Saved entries
┏━━
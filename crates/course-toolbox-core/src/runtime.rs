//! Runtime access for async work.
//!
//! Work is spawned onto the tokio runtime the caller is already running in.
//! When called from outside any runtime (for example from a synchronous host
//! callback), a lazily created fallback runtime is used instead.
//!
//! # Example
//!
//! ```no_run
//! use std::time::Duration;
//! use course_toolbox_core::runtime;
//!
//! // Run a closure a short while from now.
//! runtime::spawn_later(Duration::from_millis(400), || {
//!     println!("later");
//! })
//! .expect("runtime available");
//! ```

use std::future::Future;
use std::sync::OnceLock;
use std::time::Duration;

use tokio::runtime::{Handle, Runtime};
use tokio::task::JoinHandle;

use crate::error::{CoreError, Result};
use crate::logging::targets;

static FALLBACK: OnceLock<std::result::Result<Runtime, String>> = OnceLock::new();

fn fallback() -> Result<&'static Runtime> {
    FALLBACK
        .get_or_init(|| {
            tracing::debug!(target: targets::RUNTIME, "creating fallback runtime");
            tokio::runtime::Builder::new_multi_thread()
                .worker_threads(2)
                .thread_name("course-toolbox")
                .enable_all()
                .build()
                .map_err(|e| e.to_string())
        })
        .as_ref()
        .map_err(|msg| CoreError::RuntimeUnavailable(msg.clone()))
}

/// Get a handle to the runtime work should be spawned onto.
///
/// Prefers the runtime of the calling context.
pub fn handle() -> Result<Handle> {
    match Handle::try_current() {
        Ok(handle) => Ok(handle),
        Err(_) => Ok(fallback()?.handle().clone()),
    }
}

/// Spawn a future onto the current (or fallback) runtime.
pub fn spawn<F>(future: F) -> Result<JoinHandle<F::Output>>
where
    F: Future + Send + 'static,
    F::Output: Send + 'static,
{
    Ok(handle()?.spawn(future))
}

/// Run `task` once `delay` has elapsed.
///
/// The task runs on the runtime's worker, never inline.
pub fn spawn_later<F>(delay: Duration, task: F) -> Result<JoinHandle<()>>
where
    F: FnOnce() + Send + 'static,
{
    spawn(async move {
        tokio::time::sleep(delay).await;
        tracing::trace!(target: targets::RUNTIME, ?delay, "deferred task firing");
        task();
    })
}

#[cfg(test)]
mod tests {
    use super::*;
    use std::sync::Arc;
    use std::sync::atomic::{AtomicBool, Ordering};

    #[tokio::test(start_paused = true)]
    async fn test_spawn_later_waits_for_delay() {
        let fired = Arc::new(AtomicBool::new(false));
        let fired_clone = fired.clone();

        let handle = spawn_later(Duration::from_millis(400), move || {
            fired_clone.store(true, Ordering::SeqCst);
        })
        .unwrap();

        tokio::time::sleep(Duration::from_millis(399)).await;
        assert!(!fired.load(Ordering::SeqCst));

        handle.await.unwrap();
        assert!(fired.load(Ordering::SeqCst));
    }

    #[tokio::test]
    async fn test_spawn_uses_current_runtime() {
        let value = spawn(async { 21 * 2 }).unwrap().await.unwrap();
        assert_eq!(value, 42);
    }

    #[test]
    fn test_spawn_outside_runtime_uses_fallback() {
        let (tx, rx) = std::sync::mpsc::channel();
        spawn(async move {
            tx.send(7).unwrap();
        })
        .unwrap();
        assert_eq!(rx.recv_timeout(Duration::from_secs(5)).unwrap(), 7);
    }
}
┗━━
┏━━
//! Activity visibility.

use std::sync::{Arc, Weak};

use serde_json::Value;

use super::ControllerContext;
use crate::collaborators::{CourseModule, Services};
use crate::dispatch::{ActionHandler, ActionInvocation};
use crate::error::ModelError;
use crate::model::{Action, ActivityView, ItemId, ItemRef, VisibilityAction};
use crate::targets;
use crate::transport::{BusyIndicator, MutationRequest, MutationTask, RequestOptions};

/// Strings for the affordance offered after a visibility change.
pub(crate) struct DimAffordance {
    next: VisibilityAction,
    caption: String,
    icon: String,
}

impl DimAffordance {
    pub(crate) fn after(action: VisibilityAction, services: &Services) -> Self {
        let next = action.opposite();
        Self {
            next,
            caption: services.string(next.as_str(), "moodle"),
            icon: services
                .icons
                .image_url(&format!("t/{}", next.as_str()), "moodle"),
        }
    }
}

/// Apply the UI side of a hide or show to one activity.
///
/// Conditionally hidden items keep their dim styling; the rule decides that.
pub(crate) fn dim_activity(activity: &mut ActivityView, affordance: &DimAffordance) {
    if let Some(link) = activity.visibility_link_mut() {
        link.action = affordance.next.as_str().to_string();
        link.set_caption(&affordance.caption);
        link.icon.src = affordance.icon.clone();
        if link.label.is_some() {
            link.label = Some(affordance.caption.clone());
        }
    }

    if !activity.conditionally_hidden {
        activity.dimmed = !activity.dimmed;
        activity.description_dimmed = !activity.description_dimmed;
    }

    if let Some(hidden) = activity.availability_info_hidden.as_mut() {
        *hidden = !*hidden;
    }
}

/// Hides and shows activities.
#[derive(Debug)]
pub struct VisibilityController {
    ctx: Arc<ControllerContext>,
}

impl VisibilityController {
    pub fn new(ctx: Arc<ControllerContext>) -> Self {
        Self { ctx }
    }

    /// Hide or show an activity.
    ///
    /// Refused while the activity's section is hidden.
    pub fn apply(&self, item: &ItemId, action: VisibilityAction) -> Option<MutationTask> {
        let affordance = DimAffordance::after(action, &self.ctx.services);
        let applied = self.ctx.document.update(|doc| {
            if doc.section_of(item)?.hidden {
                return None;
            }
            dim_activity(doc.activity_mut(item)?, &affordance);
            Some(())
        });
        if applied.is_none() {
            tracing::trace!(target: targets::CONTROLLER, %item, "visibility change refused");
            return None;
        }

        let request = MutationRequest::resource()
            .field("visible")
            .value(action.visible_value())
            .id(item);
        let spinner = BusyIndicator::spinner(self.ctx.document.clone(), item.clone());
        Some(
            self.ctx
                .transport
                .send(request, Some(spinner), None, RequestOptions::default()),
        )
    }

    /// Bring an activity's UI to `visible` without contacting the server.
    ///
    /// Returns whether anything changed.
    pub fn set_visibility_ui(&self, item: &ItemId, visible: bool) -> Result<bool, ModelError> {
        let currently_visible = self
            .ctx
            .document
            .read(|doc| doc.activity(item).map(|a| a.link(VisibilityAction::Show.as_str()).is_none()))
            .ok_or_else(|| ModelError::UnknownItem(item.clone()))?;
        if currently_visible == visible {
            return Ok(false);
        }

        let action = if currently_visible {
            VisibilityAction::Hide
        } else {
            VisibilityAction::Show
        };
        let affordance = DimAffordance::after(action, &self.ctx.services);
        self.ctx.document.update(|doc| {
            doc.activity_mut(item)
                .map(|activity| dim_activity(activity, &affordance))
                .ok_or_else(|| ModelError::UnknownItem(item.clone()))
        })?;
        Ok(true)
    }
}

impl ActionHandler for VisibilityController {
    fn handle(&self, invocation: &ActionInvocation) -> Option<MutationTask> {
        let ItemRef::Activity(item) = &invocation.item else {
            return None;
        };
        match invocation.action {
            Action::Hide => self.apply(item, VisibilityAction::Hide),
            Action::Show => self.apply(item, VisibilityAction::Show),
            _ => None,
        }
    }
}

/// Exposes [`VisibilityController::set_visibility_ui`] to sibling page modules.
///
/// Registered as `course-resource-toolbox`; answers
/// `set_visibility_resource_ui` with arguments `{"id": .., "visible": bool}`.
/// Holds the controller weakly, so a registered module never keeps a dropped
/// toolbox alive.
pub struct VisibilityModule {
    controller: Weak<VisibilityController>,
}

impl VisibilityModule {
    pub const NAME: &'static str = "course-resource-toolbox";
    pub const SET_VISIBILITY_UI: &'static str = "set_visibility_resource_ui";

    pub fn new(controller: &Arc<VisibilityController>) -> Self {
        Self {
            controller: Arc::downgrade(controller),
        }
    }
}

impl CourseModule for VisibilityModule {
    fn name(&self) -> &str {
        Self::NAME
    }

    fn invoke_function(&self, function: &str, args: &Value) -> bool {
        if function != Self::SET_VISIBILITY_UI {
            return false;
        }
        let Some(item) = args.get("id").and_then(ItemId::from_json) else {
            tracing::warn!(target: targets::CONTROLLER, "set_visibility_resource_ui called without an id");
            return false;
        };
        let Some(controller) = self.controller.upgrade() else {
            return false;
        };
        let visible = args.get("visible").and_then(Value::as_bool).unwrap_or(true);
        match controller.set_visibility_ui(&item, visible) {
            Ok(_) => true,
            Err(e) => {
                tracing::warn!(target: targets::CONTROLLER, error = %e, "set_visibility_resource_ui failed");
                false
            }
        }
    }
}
┗━━
PROBLEM STATEMENT
Among the lines above, count those that include the word "RequestOptions". Give only the result.

EXPECTED OUTPUT
2